The screen and functionality isn’t as robust as one of the latest Garmin Edge computers, but then neither is the price.
$259 with speed/cadence and heart rate, $179 alone
Nuun Performance drink mix
Nuun made its name with dissolvable hydration tablets, but now the company has a drink mix created in partnership with Dr Stacy Sims, the co-founder of both Skratch and Osmo.
The two flavors both have a mild taste and are designed to enhance hydration, not deliver loads of sugary calories.
So how is it any different than Skratch and Osmo? Dr Sims says the Nuun powder has none of the fillers the others have, thanks to the application of the latest studies and fruit-sugar processing methods.
- 16-serving pouch: $19.99
- Single-serve sachet: $1.99
Granite Designs Hex Stand
Granite Designs is a new company. Its first product is the Hex Stand, a lightweight, foldable repair stand.
It’s compatible with any bike with a hollow crank spindle.

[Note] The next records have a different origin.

// This file is part of polish-parse.
// Copyright (C) 2026 the polish-parse authors
//
// This program is free software: you can redistribute it and/or modify
// it under the terms of the GNU General Public License as published by
// the Free Software Foundation, either version 3 of the License, or
// (at your option) any later version.
//
// This program is distributed in the hope that it will be useful,
// but WITHOUT ANY WARRANTY; without even the implied warranty of
// MERCHANTABILITY or FITNESS FOR A PARTICULAR PURPOSE.  See the
// GNU General Public License for more details.
//
// You should have received a copy of the GNU General Public License
// along with this program.  If not, see <https://www.gnu.org/licenses/>.

//! Flattening the finished tree into the flat prefix (Polish notation) token
//! stream that is this crate's actual product.

use crate::arena::{Arena, NodeId};
use crate::node::Item;

/// Walks the subtree rooted at `root` in preorder (node, then left subtree,
/// then right subtree) and returns the visited items in that order. An
/// explicit stack stands in for the parent-pointer walk the arena has no
/// pointers to support: since nodes are addressed by handle rather than by
/// pointer, there is nothing to walk back up through, so the stack just
/// carries the handles still owed a visit.
pub fn linearize(arena: &Arena, root: NodeId) -> Vec<Item> {
    let mut out = Vec::new();
    let mut pending = vec![root];
    while let Some(id) = pending.pop() {
        let node = arena.get(id);
        out.push(node.item.clone());
        if let Some(right) = node.right {
            pending.push(right);
        }
        if let Some(left) = node.left {
            pending.push(left);
        }
    }
    out
}
// This file is part of polish-parse.
// Copyright (C) 2026 the polish-parse authors
//
// This program is free software: you can redistribute it and/or modify
// it under the terms of the GNU General Public License as published by
// the Free Software Foundation, either version 3 of the License, or
// (at your option) any later version.
//
// This program is distributed in the hope that it will be useful,
// but WITHOUT ANY WARRANTY; without even the implied warranty of
// MERCHANTABILITY or FITNESS FOR A PARTICULAR PURPOSE.  See the
// GNU General Public License for more details.
//
// You should have received a copy of the GNU General Public License
// along with this program.  If not, see <https://www.gnu.org/licenses/>.

//! The operator catalogue: the fixed table of operator names, categories,
//! forms, and binding priorities consulted by the scanner and the rotation
//! fix-up. The catalogue never attaches runtime semantics to an operator; it
//! only records enough about its name to scan and order it correctly.

/// Whether an operator attaches to one operand on its right (`Prefix`) or two
/// operands, one on each side (`Infix`). Postfix and ternary forms are not
/// modelled; see the crate-level documentation.
#[derive(Clone, Copy, Debug, Eq, PartialEq, Hash)]
pub enum Category {
    Prefix,
    Infix,
}

/// Whether an operator's name reads as an identifier (`mod`) or as a run of
/// symbol characters (`+`). Derived from the name, not stored independently,
/// so a catalogue can never declare an operator whose form disagrees with
/// its own spelling.
#[derive(Clone, Copy, Debug, Eq, PartialEq, Hash)]
pub enum Form {
    Word,
    Symbolic,
}

/// Returns whether `name` reads as a word-form operator (an identifier) as
/// opposed to a run of symbol characters.
fn is_word(name: &str) -> bool {
    let mut chars = name.chars();
    match chars.next() {
        Some(c) if c.is_alphabetic() || c == '_' => {}
        _ => return false,
    }
    chars.all(|c| c.is_alphanumeric() || c == '_')
}

/// A single entry in the catalogue: an operator's name, category, and
/// binding priority. Higher `priority` binds tighter.
#[derive(Clone, Copy, Debug, Eq, PartialEq, Hash)]
pub struct OperatorInfo {
    pub name: &'static str,
    pub category: Category,
    pub priority: u8,
}

impl OperatorInfo {
    /// The operator's form, derived from its name.
    pub fn form(&self) -> Form {
        if is_word(self.name) {
            Form::Word
        } else {
            Form::Symbolic
        }
    }
}

/// The fixed registry of known operators, consulted by name and category.
///
/// A catalogue is ordinary data: constructing one (or substituting the
/// [`default`](Catalogue::default) one via [`crate::ParserOptions`]) does not
/// run any code belonging to the operators it describes. Concrete arithmetic
/// semantics are out of scope for this crate.
#[derive(Clone, Debug)]
pub struct Catalogue {
    entries: Vec<OperatorInfo>,
}

impl Catalogue {
    /// Builds a catalogue from an explicit list of entries. Later entries do
    /// not shadow earlier ones with the same name and category; both would
    /// simply be found by [`find`](Catalogue::find), so avoid duplicates.
    pub fn new(entries: Vec<OperatorInfo>) -> Self {
        Catalogue { entries }
    }

    /// Looks up an operator by its exact name and category.
    pub fn find(&self, name: &str, category: Category) -> Option<OperatorInfo> {
        self.entries
            .iter()
            .copied()
            .find(|entry| entry.category == category && entry.name == name)
    }

    /// Whether `name` is registered under any category. Used to reject
    /// variable names that collide with an operator's spelling.
    pub fn is_known(&self, name: &str) -> bool {
        self.entries.iter().any(|entry| entry.name == name)
    }

    /// The length, in characters, of the longest symbolic operator name
    /// registered under `category`. The scanner uses this to bound its
    /// longest-match search; `0` if `category` has no symbolic operators.
    pub fn longest_symbolic(&self, category: Category) -> usize {
        self.entries
            .iter()
            .filter(|entry| entry.category == category && entry.form() == Form::Symbolic)
            .map(|entry| entry.name.chars().count())
            .max()
            .unwrap_or(0)
    }
}

impl Default for Catalogue {
    /// A conventional arithmetic-style catalogue: the four unary operators
    /// bind tightest, multiplicative binds tighter than additive, and so on
    /// down to assignment, mirroring the precedence table in
    /// `yash-arith`'s `ast::precedence`. Shipped for usability only; callers
    /// with different semantics should build their own via
    /// [`Catalogue::new`].
    fn default() -> Self {
        use Category::{Infix, Prefix};
        Catalogue::new(vec![
            OperatorInfo { name: "-", category: Prefix, priority: 13 },
            OperatorInfo { name: "+", category: Prefix, priority: 13 },
            OperatorInfo { name: "!", category: Prefix, priority: 13 },
            OperatorInfo { name: "~", category: Prefix, priority: 13 },
            OperatorInfo { name: "==", category: Infix, priority: 8 },
            OperatorInfo { name: "!=", category: Infix, priority: 8 },
            OperatorInfo { name: "<=", category: Infix, priority: 9 },
            OperatorInfo { name: "<<", category: Infix, priority: 10 },
            OperatorInfo { name: "<", category: Infix, priority: 9 },
            OperatorInfo { name: ">=", category: Infix, priority: 9 },
            OperatorInfo { name: ">>", category: Infix, priority: 10 },
            OperatorInfo { name: ">", category: Infix, priority: 9 },
            OperatorInfo { name: "&&", category: Infix, priority: 4 },
            OperatorInfo { name: "&", category: Infix, priority: 7 },
            OperatorInfo { name: "||", category: Infix, priority: 3 },
            OperatorInfo { name: "|", category: Infix, priority: 5 },
            OperatorInfo { name: "^", category: Infix, priority: 6 },
            OperatorInfo { name: "+", category: Infix, priority: 11 },
            OperatorInfo { name: "-", category: Infix, priority: 11 },
            OperatorInfo { name: "*", category: Infix, priority: 12 },
            OperatorInfo { name: "/", category: Infix, priority: 12 },
            OperatorInfo { name: "%", category: Infix, priority: 12 },
            OperatorInfo { name: "mod", category: Infix, priority: 12 },
            OperatorInfo { name: "=", category: Infix, priority: 1 },
        ])
    }
}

The stock axle sleeve works with many road and mountain cranksets. Granite also includes a hollow M20 preload bolt to broaden its compatibility with Shimano cranksets.

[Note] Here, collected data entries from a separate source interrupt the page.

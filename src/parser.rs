// This file is part of polish-parse.
// Copyright (C) 2026 the polish-parse authors
//
// This program is free software: you can redistribute it and/or modify
// it under the terms of the GNU General Public License as published by
// the Free Software Foundation, either version 3 of the License, or
// (at your option) any later version.
//
// This program is distributed in the hope that it will be useful,
// but WITHOUT ANY WARRANTY; without even the implied warranty of
// MERCHANTABILITY or FITNESS FOR A PARTICULAR PURPOSE.  See the
// GNU General Public License for more details.
//
// You should have received a copy of the GNU General Public License
// along with this program.  If not, see <https://www.gnu.org/licenses/>.

//! The recursive-descent grammar: `statement`, `operation`, `block`, and
//! `operand`, each trying its alternatives in turn and backtracking on a
//! soft mismatch. A hard error — an opening parenthesis whose interior does
//! not parse, or whose close is missing — is never backtracked past; it
//! propagates straight out of `parse`.

use bitflags::bitflags;

use crate::arena::{Arena, NodeId};
use crate::catalogue::{Catalogue, Category};
use crate::error::{Error, ErrorCause};
use crate::linearize::linearize;
use crate::node::Item;
use crate::rotate::attach_and_fixup;
use crate::scanner::Scanner;

bitflags! {
    /// Modifiers threaded through `parse_statement`'s recursive calls.
    #[derive(Clone, Copy, Debug, Eq, PartialEq)]
    pub struct StatementFlags: u8 {
        /// The match must consume the entire remaining input (after
        /// trailing whitespace); used only at the outermost call.
        const FULL = 0b01;
        /// The `operation` alternative is skipped for this call, so an
        /// infix operator's left operand can never itself start with an
        /// operation — it prevents `a + b + c` from trying to parse `a + b`
        /// as the left operand of the outer `+`.
        const NOT_OPERATION = 0b10;
    }
}

struct Parser<'a> {
    scanner: Scanner<'a>,
    arena: Arena,
    catalogue: &'a Catalogue,
}

impl<'a> Parser<'a> {
    fn new(input: &'a str, catalogue: &'a Catalogue, decimal_separator: char) -> Self {
        Parser { scanner: Scanner::new(input, decimal_separator), arena: Arena::new(), catalogue }
    }

    fn parse_statement(&mut self, flags: StatementFlags) -> Result<Option<NodeId>, Error> {
        let mark = self.scanner.save();

        let mut result = if flags.contains(StatementFlags::NOT_OPERATION) {
            None
        } else {
            self.parse_operation()?
        };

        if result.is_none() {
            self.scanner.restore(mark);
            result = self.parse_block()?;
        }
        if result.is_none() {
            self.scanner.restore(mark);
            result = self.parse_operand();
        }

        let Some(node) = result else {
            return Ok(None);
        };

        if flags.contains(StatementFlags::FULL) {
            self.scanner.skip_whitespace();
            if !self.scanner.at_end() {
                self.scanner.restore(mark);
                return Ok(None);
            }
        }
        Ok(Some(node))
    }

    fn parse_operation(&mut self) -> Result<Option<NodeId>, Error> {
        let mark = self.scanner.save();

        if let Some(op) = self.match_operator_node(Category::Prefix) {
            if let Some(rhs) = self.parse_statement(StatementFlags::empty())? {
                return Ok(Some(attach_and_fixup(&mut self.arena, op, rhs, true)));
            }
        }
        self.scanner.restore(mark);

        if let Some(lhs) = self.parse_statement(StatementFlags::NOT_OPERATION)? {
            if let Some(op) = self.match_operator_node(Category::Infix) {
                if let Some(rhs) = self.parse_statement(StatementFlags::empty())? {
                    self.arena.get_mut(op).left = Some(lhs);
                    return Ok(Some(attach_and_fixup(&mut self.arena, op, rhs, false)));
                }
            }
        }
        self.scanner.restore(mark);
        Ok(None)
    }

    fn parse_block(&mut self) -> Result<Option<NodeId>, Error> {
        if !self.scanner.match_opening_brace() {
            return Ok(None);
        }
        let Some(node) = self.parse_statement(StatementFlags::empty())? else {
            let at = self.scanner.position();
            return Err(Error { cause: ErrorCause::InvalidStatement, location: at..at });
        };
        if !self.scanner.match_closing_brace() {
            let at = self.scanner.position();
            return Err(Error { cause: ErrorCause::UnmatchedBraces, location: at..at });
        }
        self.arena.get_mut(node).grouped = true;
        Ok(Some(node))
    }

    fn parse_operand(&mut self) -> Option<NodeId> {
        if let Some((lexeme, offset)) = self.scanner.match_number() {
            return Some(self.arena.alloc(Item::Number { lexeme, offset }, false));
        }
        if let Some((name, offset)) = self.scanner.match_variable_name(self.catalogue) {
            return Some(self.arena.alloc(Item::Variable { name, offset }, false));
        }
        None
    }

    fn match_operator_node(&mut self, category: Category) -> Option<NodeId> {
        let (info, offset) = self.scanner.match_operator(self.catalogue, category)?;
        Some(self.arena.alloc(Item::Operator { info, offset }, false))
    }
}

/// Parses `input` as a single statement under `catalogue` and
/// `decimal_separator`, returning the flattened prefix token stream.
pub fn parse_items(input: &str, catalogue: &Catalogue, decimal_separator: char) -> Result<Vec<Item>, Error> {
    let mut parser = Parser::new(input, catalogue, decimal_separator);
    match parser.parse_statement(StatementFlags::FULL)? {
        Some(root) => Ok(linearize(&parser.arena, root)),
        None => Err(Error { cause: ErrorCause::ParsingFailed, location: 0..input.len() }),
    }
}

/// Parses `input` as a single bare variable name under `catalogue`.
pub fn parse_variable_name(input: &str, catalogue: &Catalogue) -> Result<String, Error> {
    let mut scanner = Scanner::new(input, '.');
    match scanner.match_variable_name(catalogue) {
        Some((name, _offset)) => {
            scanner.skip_whitespace();
            if scanner.at_end() {
                Ok(name)
            } else {
                Err(Error { cause: ErrorCause::InvalidVariableName, location: 0..input.len() })
            }
        }
        None => Err(Error { cause: ErrorCause::InvalidVariableName, location: 0..input.len() }),
    }
}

The Hex Stand has 65mm of vertical adjustment and folds down when not in use.
- £62 / $80 / AU$105
MSR TrailShot water filter
If you’re a bikepacker or a mountain biker who loves long backcountry rides, MSR’s latest water filter could be for you.
The TrailShot allows you to quickly fill up from trailside water sources. Just squeeze the silicone body to move up to one liter of water through the filter per minute.

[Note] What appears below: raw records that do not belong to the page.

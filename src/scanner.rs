// This file is part of polish-parse.
// Copyright (C) 2026 the polish-parse authors
//
// This program is free software: you can redistribute it and/or modify
// it under the terms of the GNU General Public License as published by
// the Free Software Foundation, either version 3 of the License, or
// (at your option) any later version.
//
// This program is distributed in the hope that it will be useful,
// but WITHOUT ANY WARRANTY; without even the implied warranty of
// MERCHANTABILITY or FITNESS FOR A PARTICULAR PURPOSE.  See the
// GNU General Public License for more details.
//
// You should have received a copy of the GNU General Public License
// along with this program.  If not, see <https://www.gnu.org/licenses/>.

//! The cursor and its scanning primitives. Each `match_*` primitive either
//! consumes a token and leaves the cursor just past its trailing whitespace,
//! or leaves the cursor exactly where it found it and returns `None` —
//! except [`Scanner::match_operator`]'s word-form branch, which deliberately
//! does not; see the note on that method.

use std::ops::Range;

use crate::catalogue::{Catalogue, Category};
use crate::classify::{CharClass, ClassTable};

/// A cursor over one input string, plus the precomputed classification table
/// for that input. Cheap to snapshot: [`Scanner::save`] and
/// [`Scanner::restore`] just copy and restore a character index.
pub struct Scanner<'a> {
    input: &'a str,
    table: ClassTable,
    at: usize,
    decimal_separator: char,
}

impl<'a> Scanner<'a> {
    pub fn new(input: &'a str, decimal_separator: char) -> Self {
        Scanner { input, table: ClassTable::build(input), at: 0, decimal_separator }
    }

    fn byte_offset(&self, char_index: usize) -> usize {
        self.table.byte_offset(char_index)
    }

    fn peek_class(&self) -> Option<CharClass> {
        self.table.class_at(self.at)
    }

    fn peek_char(&self) -> Option<char> {
        self.input[self.byte_offset(self.at)..].chars().next()
    }

    /// The current cursor position as a byte offset into the original
    /// input. Used to tag the items produced at this position.
    pub fn position(&self) -> usize {
        self.byte_offset(self.at)
    }

    pub fn at_end(&self) -> bool {
        self.at >= self.table.len()
    }

    /// Snapshots the cursor for later [`restore`](Scanner::restore).
    pub fn save(&self) -> usize {
        self.at
    }

    pub fn restore(&mut self, mark: usize) {
        self.at = mark;
    }

    /// Advances past a maximal run of whitespace. Idempotent; every other
    /// primitive calls this both before attempting a match and after a
    /// successful one.
    pub fn skip_whitespace(&mut self) {
        while self.peek_class() == Some(CharClass::Whitespace) {
            self.at += 1;
        }
    }

    /// Consumes a maximal run of letters/digits starting with a letter, if
    /// the cursor (after skipping leading whitespace) sits on one. Returns
    /// the consumed byte range without skipping trailing whitespace, so
    /// callers that need the raw lexeme (variable names, operator names) can
    /// inspect it before deciding whether to keep the match.
    fn scan_word(&mut self) -> Option<Range<usize>> {
        self.skip_whitespace();
        if self.peek_class() != Some(CharClass::Letter) {
            return None;
        }
        let start = self.at;
        while matches!(self.peek_class(), Some(CharClass::Letter) | Some(CharClass::Digit)) {
            self.at += 1;
        }
        Some(self.byte_offset(start)..self.byte_offset(self.at))
    }

    /// Consumes a maximal word, reporting only whether one was found.
    pub fn match_word(&mut self) -> bool {
        let mark = self.at;
        if self.scan_word().is_some() {
            self.skip_whitespace();
            true
        } else {
            self.at = mark;
            false
        }
    }

    /// Consumes a variable name: a word that is not registered in
    /// `catalogue` under any category. On a collision, the match is
    /// rejected and the cursor is restored, since a bare word-form operator
    /// name is never a legal variable.
    pub fn match_variable_name(&mut self, catalogue: &Catalogue) -> Option<(String, usize)> {
        let mark = self.at;
        let range = self.scan_word()?;
        let name = &self.input[range.clone()];
        if catalogue.is_known(name) {
            self.at = mark;
            return None;
        }
        let name = name.to_string();
        self.skip_whitespace();
        Some((name, range.start))
    }

    /// Consumes a maximal run of digits that may contain at most one
    /// occurrence of the configured decimal separator. A second separator
    /// simply stops the run rather than erroring here; the caller's
    /// requirement to consume the whole input is what turns a trailing
    /// separator into a parse failure.
    pub fn match_number(&mut self) -> Option<(String, usize)> {
        self.skip_whitespace();
        if self.peek_class() != Some(CharClass::Digit) {
            return None;
        }
        let start = self.at;
        let mut seen_separator = false;
        loop {
            match self.peek_class() {
                Some(CharClass::Digit) => self.at += 1,
                _ if !seen_separator && self.peek_char() == Some(self.decimal_separator) => {
                    seen_separator = true;
                    self.at += 1;
                }
                _ => break,
            }
        }
        let start_byte = self.byte_offset(start);
        let end_byte = self.byte_offset(self.at);
        let lexeme = self.input[start_byte..end_byte].to_string();
        self.skip_whitespace();
        Some((lexeme, start_byte))
    }

    fn match_punct(&mut self, c: char) -> bool {
        self.skip_whitespace();
        if self.peek_char() != Some(c) {
            return false;
        }
        self.at += 1;
        self.skip_whitespace();
        true
    }

    pub fn match_opening_brace(&mut self) -> bool {
        self.match_punct('(')
    }

    pub fn match_closing_brace(&mut self) -> bool {
        self.match_punct(')')
    }

    /// Consumes an operator name of the given `category`: a word-form name
    /// (looked up whole) or, failing that, the longest run of symbol
    /// characters registered in `catalogue` under `category`.
    ///
    /// Word-form lookup misses are **not** rewound: the word is consumed
    /// from the cursor regardless of whether it resolved to a known
    /// operator. Every call site snapshots the cursor before attempting an
    /// alternative that includes this primitive, so the miss never corrupts
    /// a sibling alternative — but taken in isolation this primitive's
    /// cursor is left mid-word on a miss. See `tests/open_questions.rs`.
    pub fn match_operator(
        &mut self,
        catalogue: &Catalogue,
        category: Category,
    ) -> Option<(crate::catalogue::OperatorInfo, usize)> {
        self.skip_whitespace();
        match self.peek_class() {
            Some(CharClass::Letter) => {
                let range = self.scan_word()?;
                let word = &self.input[range.clone()];
                match catalogue.find(word, category) {
                    Some(info) => {
                        self.skip_whitespace();
                        Some((info, range.start))
                    }
                    None => None,
                }
            }
            Some(CharClass::Symbol) => {
                let remaining = self.table.len() - self.at;
                let max_len = catalogue.longest_symbolic(category).min(remaining);
                for len in (1..=max_len).rev() {
                    let start_byte = self.byte_offset(self.at);
                    let end_byte = self.byte_offset(self.at + len);
                    let candidate = &self.input[start_byte..end_byte];
                    if let Some(info) = catalogue.find(candidate, category) {
                        self.at += len;
                        self.skip_whitespace();
                        return Some((info, start_byte));
                    }
                }
                None
            }
            _ => None,
        }
    }
}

The pocket-sized TrailShot weighs a measly 142g. The replaceable filter is good for up to 2,000 liters and is claimed to remove 99.9999% of bacteria and 99.9% protozoa from water (not viruses).
- £40 / $50 / AU$25.47
Outvi is a saddlebag maker based in Kansas City, Missouri. Actually, “saddle-based tool roll” might be a better description of the Possm.
What sets this product apart from the crowd is a pair of buttons that snap in place to hold the Possm by the saddle rail when unrolled.
- £30 / $39 / AU$52
Schwalbe Nobby Nic 29x2.6in
Mountain bike tires come in a massive range of sizes these days — from traditional widths to fat, to plus and now to 2.6in options, which have the potential to steamroll the market.
Schwalbe is now offering its venerable Nobby Nic tread pattern in a 29x2.6in version. This tubeless-ready tire uses the company’s new ADDIX Speedgrip compound. You can learn all about Schwalbe’s massive investment in tire development here.
Our test tires weigh 860g each. Stay tuned for a review.
- £70 / $90 / AU$120
Sweet Protection Bushwhacker II MIPS
Sweet Protection has updated the Bushwhacker trail helmet with a new micro-adjust dial, thinner straps and, best of all, an adjustable visor.
As one would expect in a modern mountain bike helmet, the Bushwhacker II sits low around the head to offer plenty of protection. There are 17 vents to promote airflow.
The Bushwhacker II is available at three price points. We have the mid-level version, which is equipped with the MIPS system.
- £190 / $260 / AU$TBC
Crank Brothers Klic HV guage/co2 handpump
Packing in the features as ever, the high-volume Klic pump from Crank Brothers has a pleasing raft of details and cunning elements.
The flexible hose, which features a pressure guage, is hidden in the shaft of the pump and attaches with a magnet (Crank Brothers sure loves its magnets!) which means you can attach it to your valve, Presta or Schrader, without trying to manouvre around the pump. The handle doubles as a Co2 inflater too.
The HV (high volume) is recommended for tyres 1.8" and wider, and there's also a high pressure version available for road bikes.